Set down every entry once more, exactly as it appears.

━━━ RECORDS FOR THE TASK

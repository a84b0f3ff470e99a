use aide::OperationIo;
use axum::{
	extract::FromRequestParts,
	http::request,
	response::{IntoResponse, Response},
};
use serde::de;

use crate::error::AppError;

/// Serializes a value as a JSON response.
///
/// ```rust
/// async fn route() -> Json<Vec<Post>> {
///   // ...
/// }
/// ```
#[derive(OperationIo)]
#[aide(
	input_with = "axum_jsonschema::Json<T>",
	output_with = "axum_jsonschema::Json<T>",
	json_schema
)]
pub struct Json<T>(pub T);

impl<T> IntoResponse for Json<T>
where
	T: serde::Serialize,
{
	fn into_response(self) -> Response {
		axum::extract::Json(self.0).into_response()
	}
}

/// Extractor that deserializes a query string and validates it.
///
/// ```rust
/// async fn route(Query(search): Query<SearchInput>) {
///   // ...
/// }
/// ```
#[derive(OperationIo)]
#[aide(
	input_with = "axum::extract::Query<T>",
	output_with = "axum_jsonschema::Json<T>",
	json_schema
)]
pub struct Query<T>(pub T);

#[axum::async_trait]
impl<T, S> FromRequestParts<S> for Query<T>
where
	T: de::DeserializeOwned + validator::Validate,
	S: Send + Sync,
{
	type Rejection = AppError;

	async fn from_request_parts(
		parts: &mut request::Parts,
		state: &S,
	) -> Result<Self, Self::Rejection> {
		let result = axum::extract::Query::<T>::from_request_parts(parts, state)
			.await?
			.0;

		result.validate().map_err(Self::Rejection::Validation)?;
		Ok(Self(result))
	}
}

/// Extractor that deserializes a path parameter and validates it.
#[derive(OperationIo)]
#[aide(
	input_with = "axum::extract::Path<T>",
	output_with = "axum_jsonschema::Json<T>",
	json_schema
)]
pub struct Path<T>(pub T);

#[axum::async_trait]
impl<T, S> FromRequestParts<S> for Path<T>
where
	T: de::DeserializeOwned + validator::Validate + Send,
	S: Send + Sync,
{
	type Rejection = AppError;

	async fn from_request_parts(
		parts: &mut request::Parts,
		state: &S,
	) -> Result<Self, Self::Rejection> {
		let result = axum::extract::Path::<T>::from_request_parts(parts, state)
			.await?
			.0;

		result.validate().map_err(Self::Rejection::Validation)?;
		Ok(Self(result))
	}
}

━━━━━━

PROBLEM SOLUTION:
repository a84b0f3ff470e99a
use aide::OperationIo;
use axum::{
	extract::FromRequestParts,
	http::request,
	response::{IntoResponse, Response},
};
use serde::de;

use crate::error::AppError;

/// Serializes a value as a JSON response.
///
/// ```rust
/// async fn route() -> Json<Vec<Post>> {
///   // ...
/// }
/// ```
#[derive(OperationIo)]
#[aide(
	input_with = "axum_jsonschema::Json<T>",
	output_with = "axum_jsonschema::Json<T>",
	json_schema
)]
pub struct Json<T>(pub T);

impl<T> IntoResponse for Json<T>
where
	T: serde::Serialize,
{
	fn into_response(self) -> Response {
		axum::extract::Json(self.0).into_response()
	}
}

/// Extractor that deserializes a query string and validates it.
///
/// ```rust
/// async fn route(Query(search): Query<SearchInput>) {
///   // ...
/// }
/// ```
#[derive(OperationIo)]
#[aide(
	input_with = "axum::extract::Query<T>",
	output_with = "axum_jsonschema::Json<T>",
	json_schema
)]
pub struct Query<T>(pub T);

#[axum::async_trait]
impl<T, S> FromRequestParts<S> for Query<T>
where
	T: de::DeserializeOwned + validator::Validate,
	S: Send + Sync,
{
	type Rejection = AppError;

	async fn from_request_parts(
		parts: &mut request::Parts,
		state: &S,
	) -> Result<Self, Self::Rejection> {
		let result = axum::extract::Query::<T>::from_request_parts(parts, state)
			.await?
			.0;

		result.validate().map_err(Self::Rejection::Validation)?;
		Ok(Self(result))
	}
}

/// Extractor that deserializes a path parameter and validates it.
#[derive(OperationIo)]
#[aide(
	input_with = "axum::extract::Path<T>",
	output_with = "axum_jsonschema::Json<T>",
	json_schema
)]
pub struct Path<T>(pub T);

#[axum::async_trait]
impl<T, S> FromRequestParts<S> for Path<T>
where
	T: de::DeserializeOwned + validator::Validate + Send,
	S: Send + Sync,
{
	type Rejection = AppError;

	async fn from_request_parts(
		parts: &mut request::Parts,
		state: &S,
	) -> Result<Self, Self::Rejection> {
		let result = axum::extract::Path::<T>::from_request_parts(parts, state)
			.await?
			.0;

		result.validate().map_err(Self::Rejection::Validation)?;
		Ok(Self(result))
	}
}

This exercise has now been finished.